History

1799: Batavian Republic; 1806: Kingdom of Holland; 1811: France;
- Launched: 1799, Batavia
- Captured: c.1811

United Kingdom
- Name: Recovery
- Owner: John Chapman & Co.
- Acquired: 1811 by purchase of a prize
- Fate: Removed from Lloyd's Register in 1848

General characteristics
- Tons burthen: At capture:470, ; Post 1817:493, or 494, or 499 (bm);
- Propulsion: Sail
- Armament: 8 × 18-pounder guns "of the New Construction"
- Notes: Teak built

= Recovery (1811 ship) =

UK merchant ship and convict transport 1811–1847

Recovery was a merchant ship built at Batavia in 1799 and taken in prize circa 1811. She made two voyages transporting convicts from England to Australia and one from Ireland to Australia. She also made two voyages for the British East India Company (EIC). She was last listed in 1847.

==Career==
Recovery was built at Batavia in 1799. She was taken in prize and sold to John Chapman, who renamed her. She entered Lloyd's Register in 1811 with Hindmarsh, master, Chapman, owner, and trade London transport. She underwent rebuilding in 1811, but it is not clear whether before or after her capture.

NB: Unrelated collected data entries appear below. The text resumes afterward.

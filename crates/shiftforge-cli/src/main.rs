//! ShiftForge CLI
//!
//! `shiftforge plan [START] [END]` plans the horizon and writes the
//! schedule grid to stdout or a file.

mod args;
mod input;

use std::fs::File;
use std::io::{self, BufWriter, Write};
use std::process::ExitCode;
use std::sync::Arc;
use std::time::Duration;

use anyhow::{Context, Result};
use args::{Args, Commands, OutputFormat, PlanArgs};
use clap::Parser;
use owo_colors::OwoColorize;
use shiftforge::{
    CsvWriter, Horizon, LoggingListener, PlanError, PlanOutcome, Planner, ScheduleGrid, TableView,
    ValidationError,
};
use tracing::{info, warn};

/// Exit code when no schedule satisfies the rules.
const EXIT_INFEASIBLE: u8 = 2;

/// Exit code when the time budget ran out.
const EXIT_TIMEOUT: u8 = 3;

fn main() -> ExitCode {
    let Args {
        quiet,
        no_color,
        command,
    } = Args::parse();

    if quiet {
        shiftforge::console::init_quiet();
    } else {
        shiftforge::console::init();
    }

    let result = match command {
        Commands::Plan(plan) => run_plan(plan, quiet, no_color),
    };

    match result {
        Ok(()) => ExitCode::SUCCESS,
        Err(err) => {
            if no_color {
                eprintln!("error: {err:#}");
            } else {
                eprintln!("{} {err:#}", "error:".bright_red().bold());
            }
            ExitCode::from(exit_code(&err))
        }
    }
}

fn run_plan(args: PlanArgs, quiet: bool, no_color: bool) -> Result<()> {
    let horizon = resolve_horizon(args.start.as_deref(), args.end.as_deref())?;

    let mut config = input::load_config(args.config.as_deref())?;
    if let Some(strategy) = args.strategy {
        config = config.with_strategy(strategy);
    }
    if let Some(seconds) = args.time_limit {
        config = config.with_time_limit(Duration::from_secs(seconds));
    }
    if let Some(tolerance) = args.tolerance {
        config = config.with_tolerance(tolerance);
    }
    if let Some(seed) = args.seed {
        config = config.with_random_seed(seed);
    }
    if let Some(rest_transitions) = args.rest_transitions {
        config = config.with_rest_transitions(rest_transitions);
    }

    let employees = input::load_employees(&args.employees)?;
    let rules = input::load_rules(&args.rules)?;

    let mut planner = Planner::new(config)?;
    if !quiet {
        planner = planner.with_listener(Arc::new(LoggingListener::new()));
    }
    let outcome = planner.plan(&employees, &horizon, &rules)?;

    for violation in &outcome.violations {
        warn!(%violation, "Schedule violation");
    }
    write_grid(&outcome.grid, args.format, args.output.as_deref())?;
    if let Some(path) = &args.output {
        info!(path = %path.display(), "Schedule written");
    }
    if !quiet {
        print_summary(&outcome, &horizon, no_color);
    }
    Ok(())
}

/// Both dates or neither: a lone date falls back to the default horizon.
fn resolve_horizon(start: Option<&str>, end: Option<&str>) -> Result<Horizon, ValidationError> {
    match (start, end) {
        (Some(start), Some(end)) => Horizon::parse(start, end),
        (None, None) => Ok(Horizon::default_from_today()),
        _ => {
            warn!("START and END must be given together; using the default horizon");
            Ok(Horizon::default_from_today())
        }
    }
}

fn write_grid(grid: &ScheduleGrid, format: OutputFormat, output: Option<&std::path::Path>) -> Result<()> {
    let mut out: Box<dyn Write> = match output {
        Some(path) => {
            if let Some(parent) = path.parent().filter(|p| !p.as_os_str().is_empty()) {
                std::fs::create_dir_all(parent)
                    .with_context(|| format!("Failed to create {}", parent.display()))?;
            }
            let file = File::create(path).with_context(|| format!("Failed to create {}", path.display()))?;
            Box::new(BufWriter::new(file))
        }
        None => Box::new(io::stdout().lock()),
    };

    match format {
        OutputFormat::Csv => CsvWriter::new().write(grid, &mut out)?,
        OutputFormat::Table => write!(out, "{}", TableView::new(grid))?,
        OutputFormat::Json => writeln!(out, "{}", grid.to_json()?)?,
    }
    out.flush()?;
    Ok(())
}

fn print_summary(outcome: &PlanOutcome, horizon: &Horizon, no_color: bool) {
    let status = outcome.status.to_string();
    let status = if no_color {
        status
    } else if outcome.is_valid() {
        status.bright_green().bold().to_string()
    } else {
        status.yellow().bold().to_string()
    };
    eprintln!(
        "Planned {} employees from {} to {} with the {} strategy: {} in {:.2}s",
        outcome.grid.rows().len(),
        horizon.start(),
        horizon.end(),
        outcome.strategy,
        status,
        outcome.elapsed.as_secs_f64()
    );
    if !outcome.is_valid() {
        eprintln!("{} invariant violations, see the log", outcome.violations.len());
    }
}

fn exit_code(err: &anyhow::Error) -> u8 {
    match err.downcast_ref::<PlanError>() {
        Some(PlanError::Infeasible { .. }) => EXIT_INFEASIBLE,
        Some(PlanError::Timeout { .. }) => EXIT_TIMEOUT,
        _ => 1,
    }
}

Recovery underwent lengthening in 1817.

On her first convict voyage, under the command of William Fotherly and surgeon Peter Cunningham, she departed Woolwich on 31 July 1819, and arrived in Sydney on 18 December 1819. She embarked 188 male convicts and there were no convict deaths en route.

On her second convict voyage, under the command of William Fotherly and surgeon Peter Cunningham, she departed Cork, Ireland on 5 April 1823 and arrived in Sydney on 30 July 1823. She embarked 131 male convicts and had one convict death en route.

On Recoverys first voyage for the EIC, Captain Henry Cleaver Chapman sailed from The Downs on 7 June 1830, bound for Madras and Bengal. She reached Madras on 17 September, and arrived at Calcutta on 12 October. Homeward bound, she was at Kedgeree on 4 January 1831, reached St Helena on 8 March, and arrived at The Downs on 12 May.

Captain Thomas Wellbank sailed Recovery from Falmouth on 9 July 1832, bound for Bengal, again for the EIC. She reached Calcutta on 3 December. Homeward bound, she was at Saugor on 24 January 1833 and the Cape of Good Hope on 27 March. She reached St Helena on 9 April and arrived at The Downs on 30 May.

On her third convict voyage, under the command of Thomas Johnson and surgeon Alexander Neill, Recovery departed London on 30 October 1835 and arrived in Sydney on 25 February 1836. She embarked 280 male convicts and there were five convict deaths en route.

Recovery underwent large repairs in 1837 and 1842.

| Year | Master | Owner | Trade | Source |
|---|---|---|---|---|
| 1839 | Johnson | Chapman | London | LR; lengthened 1817, & large repairs 1837 |
| 1845 | Johnson | Chapman | London | LR; lengthened 1817, & damages repaired 1837, & large repair 1842 |

==Fate==
Recovery was last listed in Lloyd's Register in 1847 with Johnson, master, Chapman, owner, homeport London, and trade London.